Elastic BeanstalkのCloudWatch Logs のストリーミングを試してみた

インスタンス

  • インスタンスタイプを「t3.medium」に変更、AMIはデフォルトのもの利用しました。

  • Elastic Beanstalk プラットフォーム3.0.4以降に更新により、T3の選択が可能となります。

  • 複数の設定を同時に反映させるため「続行」を指定します。

ソフトウェア

  • CloudWatch Logs へのインスタンスログのストリーミング を有効とします。

モニタリング

  • ヘルスレポートを「ベーシック」→「拡張」に変更し、拡張ヘルスレポートを有効にします。
  • EC2インスタンス性能測定のため、インスタンスの一部カスタムメトリクスを有効としました
  • 環境のヘルスイベント変化を追跡可能とするため、CloudWatch Logs出力を有効にします。

変更の確認
  • 2018年8月のアップデートで利用可能になったレビュー機能を利用し、設定変更内容を確認します。

  • [AWS Elastic Beanstalk で設定変更のレビューが可能に] (https://aws.amazon.com/jp/about-aws/whats-new/2018/08/aws-elastic-beanstalk-adds-the-ability-to-review-configuration-changes/)

  • インスタンスの入替が発生する内容については再確認が求められます。

  • 今回はサービスに利用されないクローン環境であるので、そのまま継続します。

確認

  • 今回の環境では5分程度で、ステータスRed(重大) が解消し、Green(Ok)となりました。

イベント情報

ヘルス

Elastic Beanstalk ダッシュボードの「ヘルス」を開き、EC2の状態を確認します。

ストリーミングログ出力

  • インスタンスログのストリーミングにより出力されたログは、Cloudwatchダッシュボード「ログ」から、ロググループ「/aws/elasticbeanstalk/<EB環境名>」に出力されている事を確認します。

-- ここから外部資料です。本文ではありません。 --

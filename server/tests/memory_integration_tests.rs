//
// Copyright 2026 Hans W. Uhlig. All Rights Reserved.
//
// Licensed under the Apache License, Version 2.0 (the "License");
// you may not use this file except in compliance with the License.
// You may obtain a copy of the License at
//
//      http://www.apache.org/licenses/LICENSE-2.0
//
// Unless required by applicable law or agreed to in writing, software
// distributed under the License is distributed on an "AS IS" BASIS,
// WITHOUT WARRANTIES OR CONDITIONS OF ANY KIND, either express or implied.
// See the License for the specific language governing permissions and
// limitations under the License.
//

//! Associative memory integration tests
//!
//! These tests verify the memory stack end to end, including:
//! - Scored retrieval over real (hashed) embeddings
//! - Access-time reinforcement feeding back into later retrievals
//! - Accumulated importance triggering a reflection pass mid-simulation
//! - Snapshots surviving the round trip through their on-disk JSON form

use chrono::Utc;
use duskmoor_common::item::Inventory;
use duskmoor_common::position::Position;
use duskmoor_common::stats::{CombatProfile, StatBlock};
use duskmoor_common::time::GameTime;
use duskmoor_common::triple::EventTriple;
use duskmoor_server::cognition::agent::Agent;
use duskmoor_server::cognition::memory::{AssociativeMemory, Filling, NodeKind};
use duskmoor_server::cognition::npc::NpcAgent;
use duskmoor_server::cognition::oracle::Oracle;
use duskmoor_server::cognition::retrieval::{retrieve_nodes, DEFAULT_RECENCY_DECAY};
use duskmoor_server::cognition::spatial::SpatialMemory;
use duskmoor_server::context::WorldContext;
use duskmoor_server::persistence::{AgentSnapshot, SnapshotWriter};
use duskmoor_server::services::embedding::Embeddings;
use duskmoor_server::test_utils::{persona, HashEmbeddings, ScriptedText};
use duskmoor_server::world::clock::GameClock;
use duskmoor_server::world::events::EventBus;
use duskmoor_server::world::grid::{SectorBand, TileGrid};
use duskmoor_server::world::scenario::SimulationSettings;
use duskmoor_server::world::tile::TileEvent;
use std::collections::BTreeSet;
use std::sync::Arc;

/// Embed `description` and store it as an Event node created at `turn`
async fn remember(
    memory: &mut AssociativeMemory,
    embeddings: &HashEmbeddings,
    turn: u32,
    triple: EventTriple,
    description: &str,
    poignancy: u8,
) {
    let vector = embeddings.embed(description).await.unwrap();
    memory.add_event(
        GameTime::new(turn, 0),
        None,
        triple.clone(),
        description,
        description,
        vector,
        poignancy,
        BTreeSet::from([triple.subject.clone()]),
    );
}

/// An open single-sector world running entirely on scripted services
fn scripted_world() -> WorldContext {
    let bus = EventBus::new();
    let grid = TileGrid::new(6, 6, vec![SectorBand::new("Grounds", 0, 5)], bus.clone());
    WorldContext::new(
        grid,
        GameClock::new(10, 3),
        Oracle::new(Arc::new(ScriptedText::new())),
        Arc::new(HashEmbeddings::default()),
        bus,
    )
}

#[tokio::test]
async fn test_scored_retrieval_prefers_the_matching_memory() {
    let embeddings = HashEmbeddings::default();
    let mut memory = AssociativeMemory::new();
    remember(
        &mut memory,
        &embeddings,
        1,
        EventTriple::new("Maera", "is polishing", "the silver"),
        "Maera is polishing the silver in the parlor",
        4,
    )
    .await;
    remember(
        &mut memory,
        &embeddings,
        2,
        EventTriple::new("Vesper", "enters", "the Great Hall"),
        "Vesper enters the Great Hall",
        4,
    )
    .await;
    remember(
        &mut memory,
        &embeddings,
        3,
        EventTriple::new("the cellar door", "stands", "open"),
        "The cellar door stands open",
        4,
    )
    .await;

    // Relevance carries the heaviest weight, so the node whose stored
    // embedding matches the focal text outranks fresher memories.
    let nodes = retrieve_nodes(
        &mut memory,
        &embeddings,
        "Vesper enters the Great Hall",
        2,
        DEFAULT_RECENCY_DECAY,
        GameTime::new(6, 0),
    )
    .await
    .unwrap();
    assert_eq!(nodes.len(), 2);
    assert_eq!(nodes[0].description, "Vesper enters the Great Hall");
}

#[tokio::test]
async fn test_retrieval_touches_what_it_returns() {
    let embeddings = HashEmbeddings::default();
    let mut memory = AssociativeMemory::new();
    let wanted = "Aldric locks the study door";
    let wanted_vector = embeddings.embed(wanted).await.unwrap();
    let wanted_id = memory.add_event(
        GameTime::new(1, 0),
        None,
        EventTriple::new("Aldric", "locks", "the study door"),
        wanted,
        wanted,
        wanted_vector,
        5,
        BTreeSet::from(["Aldric".to_string()]),
    );
    remember(
        &mut memory,
        &embeddings,
        2,
        EventTriple::new("rain", "drums on", "the conservatory glass"),
        "Rain drums on the conservatory glass",
        5,
    )
    .await;

    let now = GameTime::new(9, 0);
    let nodes = retrieve_nodes(&mut memory, &embeddings, wanted, 1, DEFAULT_RECENCY_DECAY, now)
        .await
        .unwrap();
    assert_eq!(nodes.len(), 1);
    assert_eq!(nodes[0].id, wanted_id);

    // Winning a retrieval refreshes the access stamp, so the node now leads
    // the access-ordered view despite being the older memory.
    assert_eq!(memory.node(wanted_id).unwrap().last_accessed, now);
    let recent = memory.recently_accessed(1);
    assert_eq!(recent[0].id, wanted_id);
}

#[tokio::test]
async fn test_accumulated_importance_triggers_reflection() {
    let ctx = scripted_world();
    {
        let mut grid = ctx.grid.write().await;
        grid.add_event(TileEvent::new(
            EventTriple::new("Vesper", "enters", "the Grounds"),
            "Vesper enters the Grounds",
            GameTime::new(1, 0),
            Position::new(3, 2),
        ));
        grid.add_event(TileEvent::new(
            EventTriple::new("Maera", "drops", "a tray"),
            "Maera drops a tray",
            GameTime::new(1, 0),
            Position::new(2, 3),
        ));
    }

    // Two poignancy-3 sightings clear a trigger of 4 in a single turn.
    let settings = SimulationSettings {
        importance_trigger: 4,
        ..SimulationSettings::default()
    };
    let mut agent = NpcAgent::new(
        "Aldric",
        persona(),
        StatBlock::default(),
        CombatProfile::default(),
        Inventory::default(),
        Position::new(2, 2),
        &settings,
    );

    agent.take_turn(&ctx).await.unwrap();
    assert_eq!(agent.memory().event_count(), 2);
    assert_eq!(agent.memory().thought_count(), 0);

    // The next turn opens with a reflection pass: three focal points, one
    // scripted insight each, every insight citing its evidence.
    ctx.clock.write().await.next_turn();
    agent.take_turn(&ctx).await.unwrap();
    assert_eq!(agent.memory().thought_count(), 3);
    for thought in agent.memory().recent_thoughts(3) {
        assert!(matches!(thought.kind, NodeKind::Thought));
        assert_eq!(thought.description, "The manor is restless tonight");
        match &thought.filling {
            Filling::Citations(cited) => assert!(!cited.is_empty()),
            other => panic!("expected citations, got {other:?}"),
        }
    }

    // Reflection resets the accumulator; a quiet turn must not reflect again.
    ctx.clock.write().await.next_turn();
    agent.take_turn(&ctx).await.unwrap();
    assert_eq!(agent.memory().thought_count(), 3);
}

#[tokio::test]
async fn test_snapshots_survive_a_disk_round_trip() {
    let embeddings = HashEmbeddings::default();
    let mut associative = AssociativeMemory::new();
    let seen = "Vesper slips through the scullery window";
    let seen_vector = embeddings.embed(seen).await.unwrap();
    let event_id = associative.add_event(
        GameTime::new(4, 1),
        None,
        EventTriple::new("Vesper", "slips through", "the scullery window"),
        seen,
        seen,
        seen_vector.clone(),
        6,
        BTreeSet::from(["Vesper".to_string()]),
    );
    let noted = "Vesper is after something in the manor";
    let noted_vector = embeddings.embed(noted).await.unwrap();
    associative.add_thought(
        GameTime::new(5, 0),
        None,
        EventTriple::new("Vesper", "is after", "something"),
        noted,
        noted,
        noted_vector,
        7,
        BTreeSet::from(["Vesper".to_string()]),
        vec![event_id],
    );

    let bus = EventBus::new();
    let grid = TileGrid::new(4, 3, vec![SectorBand::new("Manor", 0, 2)], bus);
    let spatial = SpatialMemory::seed_from_grid(&grid);

    let snapshot = AgentSnapshot {
        agent: "Vesper".to_string(),
        saved_at: Utc::now(),
        associative,
        spatial,
    };
    let dir = tempfile::tempdir().unwrap();
    let writer = SnapshotWriter::new(dir.path());
    let path = writer.write(&snapshot).await.unwrap();
    assert!(path.ends_with("associative_memory_Vesper.json"));

    let restored = writer.read("Vesper").await.unwrap();
    assert_eq!(restored.agent, "Vesper");
    assert_eq!(restored.associative.event_count(), 1);
    assert_eq!(restored.associative.thought_count(), 1);
    assert_eq!(restored.associative.embedding(seen), Some(seen_vector.as_slice()));
    assert_eq!(restored.associative.thought_keyword_strength("vesper"), 1);
    assert_eq!(restored.spatial.known_tile_count(), 12);

    let thought = restored
        .associative
        .recent_thoughts(1)
        .into_iter()
        .next()
        .unwrap();
    assert_eq!(thought.description, noted);
    match &thought.filling {
        Filling::Citations(cited) => assert_eq!(cited, &vec![event_id]),
        other => panic!("expected citations, got {other:?}"),
    }
}
//
// Copyright 2026 Hans W. Uhlig. All Rights Reserved.
//
// Licensed under the Apache License, Version 2.0 (the "License");
// you may not use this file except in compliance with the License.
// You may obtain a copy of the License at
//
//      http://www.apache.org/licenses/LICENSE-2.0
//
// Unless required by applicable law or agreed to in writing, software
// distributed under the License is distributed on an "AS IS" BASIS,
// WITHOUT WARRANTIES OR CONDITIONS OF ANY KIND, either express or implied.
// See the License for the specific language governing permissions and
// limitations under the License.
//

//! Duskmoor Common Types
//!
//! This crate defines the shared data model used across Duskmoor:
//! - Grid positions with the composite "x,y" wire encoding
//! - Turn/sequence game time and the day clock math
//! - Subject/predicate/object event triples
//! - Items and inventories
//! - Character stat blocks and the attack resolution rules
//! - Chat transcripts and schedule entries

pub mod chat;
pub mod item;
pub mod position;
pub mod schedule;
pub mod stats;
pub mod time;
pub mod triple;
//
// Copyright 2026 Hans W. Uhlig. All Rights Reserved.
//
// Licensed under the Apache License, Version 2.0 (the "License");
// you may not use this file except in compliance with the License.
// You may obtain a copy of the License at
//
//      http://www.apache.org/licenses/LICENSE-2.0
//
// Unless required by applicable law or agreed to in writing, software
// distributed under the License is distributed on an "AS IS" BASIS,
// WITHOUT WARRANTIES OR CONDITIONS OF ANY KIND, either express or implied.
// See the License for the specific language governing permissions and
// limitations under the License.
//

//! Grid positions and the composite "x,y" wire encoding

use serde::de::{self, Deserializer, Visitor};
use serde::{Deserialize, Serialize, Serializer};
use std::fmt;
use std::str::FromStr;

/// A tile coordinate on the world grid.
///
/// Positions serialize as composite `"x,y"` strings so they remain valid JSON
/// map keys in memory snapshots (spatial memory is a position-keyed map).
#[derive(Debug, Clone, Copy, PartialEq, Eq, PartialOrd, Ord, Hash)]
pub struct Position {
    pub x: i32,
    pub y: i32,
}

impl Position {
    /// Create a new position
    pub const fn new(x: i32, y: i32) -> Self {
        Self { x, y }
    }

    /// Euclidean distance to another position
    pub fn distance(&self, other: &Position) -> f32 {
        let dx = (self.x - other.x) as f32;
        let dy = (self.y - other.y) as f32;
        (dx * dx + dy * dy).sqrt()
    }

    /// Orthogonal adjacency: within one step along one axis while aligned on
    /// the other. A position counts as adjacent to itself.
    pub fn is_adjacent(&self, other: &Position) -> bool {
        ((self.x - other.x).abs() <= 1 && self.y == other.y)
            || ((self.y - other.y).abs() <= 1 && self.x == other.x)
    }

    /// The four orthogonal neighbors, in a fixed scan order
    pub fn neighbors(&self) -> [Position; 4] {
        [
            Position::new(self.x, self.y - 1),
            Position::new(self.x - 1, self.y),
            Position::new(self.x + 1, self.y),
            Position::new(self.x, self.y + 1),
        ]
    }
}

impl fmt::Display for Position {
    fn fmt(&self, f: &mut fmt::Formatter<'_>) -> fmt::Result {
        write!(f, "({}, {})", self.x, self.y)
    }
}

impl FromStr for Position {
    type Err = String;

    fn from_str(s: &str) -> Result<Self, Self::Err> {
        let (x, y) = s
            .split_once(',')
            .ok_or_else(|| format!("invalid position '{s}': expected 'x,y'"))?;
        let x = x
            .trim()
            .parse::<i32>()
            .map_err(|e| format!("invalid position '{s}': {e}"))?;
        let y = y
            .trim()
            .parse::<i32>()
            .map_err(|e| format!("invalid position '{s}': {e}"))?;
        Ok(Position::new(x, y))
    }
}

impl Serialize for Position {
    fn serialize<S: Serializer>(&self, serializer: S) -> Result<S::Ok, S::Error> {
        serializer.serialize_str(&format!("{},{}", self.x, self.y))
    }
}

impl<'de> Deserialize<'de> for Position {
    fn deserialize<D: Deserializer<'de>>(deserializer: D) -> Result<Self, D::Error> {
        struct PositionVisitor;

        impl Visitor<'_> for PositionVisitor {
            type Value = Position;

            fn expecting(&self, f: &mut fmt::Formatter<'_>) -> fmt::Result {
                f.write_str("a composite \"x,y\" position string")
            }

            fn visit_str<E: de::Error>(self, value: &str) -> Result<Position, E> {
                value.parse().map_err(de::Error::custom)
            }
        }

        deserializer.deserialize_str(PositionVisitor)
    }
}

  • 「eb-activity.log」は、Elastic Beanstalk の初期化やデプロイ処理で発生したエラーが記録されます。特に.ebextention を多用した環境では注意してご確認ください。

カスタムメトリクス

  • 拡張モニタリング設定で、インスタンスのカスタムメトリクスを有効としていたので、カスタムメトリックの出力を確認しました。

切替

  • アプリケーションの動作テスト、冗長化設定などが完了した後、DNS切替による公開環境の入替を実施します。

  • 入替を実施するElastic Beanstalkの環境名を指定し、「スワップ」を行う事でDNS切替が実施されます。

  • 切替後、新環境の正常稼働が確認され、切り戻し不要となった段階で旧環境の撤去(環境の終了)を実施します。
  • デプロイスクリプトが旧環境に依存、Cloudwatchなどの監視メトリクスの継続が望ましい場合、旧環境のメンテナンス後、切り戻しとクローン環境を終了させます。

まとめ

Elastic Beanstalk プラットフォームの更新、「T3」など費用対効果に優れた新しいインスタンス対応だけでなく、 OS、ミドルウェアの脆弱性対応や、AMIが最新パッチの適用済みのものとなる事で、 オートスケールで起動したEC2の初期化時間の短縮などの効果も期待できます。

Elastic Beanstalk のクローン機能と、DNS切替(スワップ)を利用する事で、 アプリケーションがOS、ミドルウェアの特定バージョンに依存する場合でも事前評価や、 サービス影響を抑えたメンテナンスを行う事が可能です。

Elastic Beanstalk、AWSによりOS、ミドルウェアなどがメンテナンスされた プラットフォームが不定期(数ヶ月ごと)にリリースされています。

Elastic Beanstalk、最新プラットフォームへの自動更新を実現するマネージドプラットフォーム更新機能もリリースされています。 開発、テスト用のElastic Beanstalk環境が存在する場合、合わせてご活用ください。